(Beginning of Extracted information)

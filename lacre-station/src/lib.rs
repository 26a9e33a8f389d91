//! # lacre-station
//!
//! Label station for legal-process packages.
//!
//! ## Scope
//!
//! This crate handles WHAT to print and when:
//! - Label id formatting (`{package_id}-TJSP{seq}`)
//! - The two fixed ZPL label layouts
//! - Batch workflows: sequential generation and free-text reprint
//! - Print orchestration and the download artifact
//! - Operator notifications and env configuration
//!
//! HOW bytes reach a printer lives in `lacre-printer`.
//!
//! ## Example
//!
//! ```ignore
//! use std::sync::Arc;
//! use lacre_station::{Config, LabelTemplate, PrintOrchestrator, Station, TracingSink};
//!
//! let config = Config::from_env();
//! let transport = config.build_transport()?;
//! let orchestrator = PrintOrchestrator::new(transport, LabelTemplate::Process);
//! let mut station = Station::new(orchestrator, Arc::new(TracingSink), config.max_labels);
//!
//! station.generate("9001941457766", 5);
//! station.connect().await;
//! station.print_all().await;
//! ```

pub mod batch;
pub mod config;
pub mod label;
pub mod notify;
pub mod orchestrator;
pub mod station;
pub mod template;

// Re-exports
pub use batch::{LabelBatch, ValidationError};
pub use config::{Config, TransportKind};
pub use label::{LabelId, SEQUENCE_INFIX};
pub use notify::{MemorySink, Notification, NotificationSink, Severity, TracingSink};
pub use orchestrator::{PrintError, PrintOrchestrator, PrintResult};
pub use station::Station;
pub use template::LabelTemplate;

(End of Extracted information)

Work item = Output all of the entries, exactly as they are written.

Answer space =
filename lacre-station/src/lib.rs
repository 26a9e33a8f389d91
//! # lacre-station
//!
//! Label station for legal-process packages.
//!
//! ## Scope
//!
//! This crate handles WHAT to print and when:
//! - Label id formatting (`{package_id}-TJSP{seq}`)
//! - The two fixed ZPL label layouts
//! - Batch workflows: sequential generation and free-text reprint
//! - Print orchestration and the download artifact
//! - Operator notifications and env configuration
//!
//! HOW bytes reach a printer lives in `lacre-printer`.
//!
//! ## Example
//!
//! ```ignore
//! use std::sync::Arc;
//! use lacre_station::{Config, LabelTemplate, PrintOrchestrator, Station, TracingSink};
//!
//! let config = Config::from_env();
//! let transport = config.build_transport()?;
//! let orchestrator = PrintOrchestrator::new(transport, LabelTemplate::Process);
//! let mut station = Station::new(orchestrator, Arc::new(TracingSink), config.max_labels);
//!
//! station.generate("9001941457766", 5);
//! station.connect().await;
//! station.print_all().await;
//! ```

pub mod batch;
pub mod config;
pub mod label;
pub mod notify;
pub mod orchestrator;
pub mod station;
pub mod template;

// Re-exports
pub use batch::{LabelBatch, ValidationError};
pub use config::{Config, TransportKind};
pub use label::{LabelId, SEQUENCE_INFIX};
pub use notify::{MemorySink, Notification, NotificationSink, Severity, TracingSink};
pub use orchestrator::{PrintError, PrintOrchestrator, PrintResult};
pub use station::Station;
pub use template::LabelTemplate;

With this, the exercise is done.